Low and dysregulated production of follistatin in immune cells of relapsing-remitting multiple sclerosis patients.

One of the mechanisms known to play a key role in neuronal and oligodendroglial fate specification of neural stem cells (NSCs) is restriction of bone morphogenic proteins (BMP) signaling by BMP antagonists. Here, we demonstrate that follistatin mRNA and protein secreted levels in peripheral blood mononuclear cells (PBMCs) of relapsing-remitting multiple sclerosis (RR-MS) patients are significantly reduced compared to healthy controls (HC). We also observed a different profile of regulation mechanisms.
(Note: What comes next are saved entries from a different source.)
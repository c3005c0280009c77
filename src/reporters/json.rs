//! JSON reporter
//!
//! Pretty-printed JSON for piping to jq or further processing.

use crate::discovery::Showcase;
use crate::models::ComparisonReport;
use anyhow::Result;
use serde::Serialize;

/// Render any serializable report as JSON
pub fn render<T: Serialize + ?Sized>(report: &T) -> Result<String> {
    Ok(serde_json::to_string_pretty(report)?)
}

#[derive(Serialize)]
struct ShowcaseOutput<'a> {
    showcase: Option<&'a Showcase>,
    reports: &'a [ComparisonReport],
}

/// Discovery result and per-author comparisons as one document
pub fn render_showcase(showcase: Option<&Showcase>, reports: &[ComparisonReport]) -> Result<String> {
    render(&ShowcaseOutput { showcase, reports })
}
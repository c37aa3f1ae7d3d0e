use super::ops::Opcode;

/// Per-opcode execution counts.
#[derive(Debug, Clone, Default, PartialEq, Eq)]
pub struct OpcodeProfile {
    counts: [u64; Opcode::ALL.len()],
}

impl OpcodeProfile {
    pub fn new() -> Self {
        Self::default()
    }

    pub fn record(&mut self, op: Opcode) {
        self.counts[op as usize] += 1;
    }

    pub fn count(&self, op: Opcode) -> u64 {
        self.counts[op as usize]
    }

    pub fn total(&self) -> u64 {
        self.counts.iter().sum()
    }

    /// Executed opcodes, most frequent first; ties keep opcode order.
    pub fn sorted(&self) -> Vec<(Opcode, u64)> {
        let mut entries: Vec<(Opcode, u64)> = Opcode::ALL
            .iter()
            .map(|&op| (op, self.count(op)))
            .filter(|&(_, n)| n > 0)
            .collect();
        entries.sort_by(|a, b| b.1.cmp(&a.1).then(a.0.cmp(&b.0)));
        entries
    }

    pub fn report(&self) -> String {
        let total = self.total();
        let mut out = String::from("== Opcode Profile ==\n");
        for (op, count) in self.sorted() {
            let pct = count as f64 * 100.0 / total as f64;
            out.push_str(&format!("  {:<6} {:>12} {:>6.2}%\n", op.name(), count, pct));
        }
        out.push_str(&format!("  {:<6} {:>12}\n", "total", total));
        out
    }
}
Follistatin was similarly expressed and secreted by T lymphocytes and monocytes among the PBMCs of HC, and follistatin upregulation of HC was subjected to stimulation with both LPS and TNF-α. Among PBMCs of RR-MS patients, however, follistatin was found to be downregulated in their monocytes and unresponsive to stimulation with either LPS or TNF-α. Our results may shed some light on the mechanisms involved in remyelination failure in MS, which may be related to the inability of RR-MS patients' immune cells to provide a sufficient pro-neurogenic and oligodendrogenic niche, by expressing and secreting follistatin, in addition to the previously described noggin reduced expression. Our results indicate that the low expression of follistatin in immune cells of patients with RR-MS is a result of the altered immunoregulation of monocytes in these patients.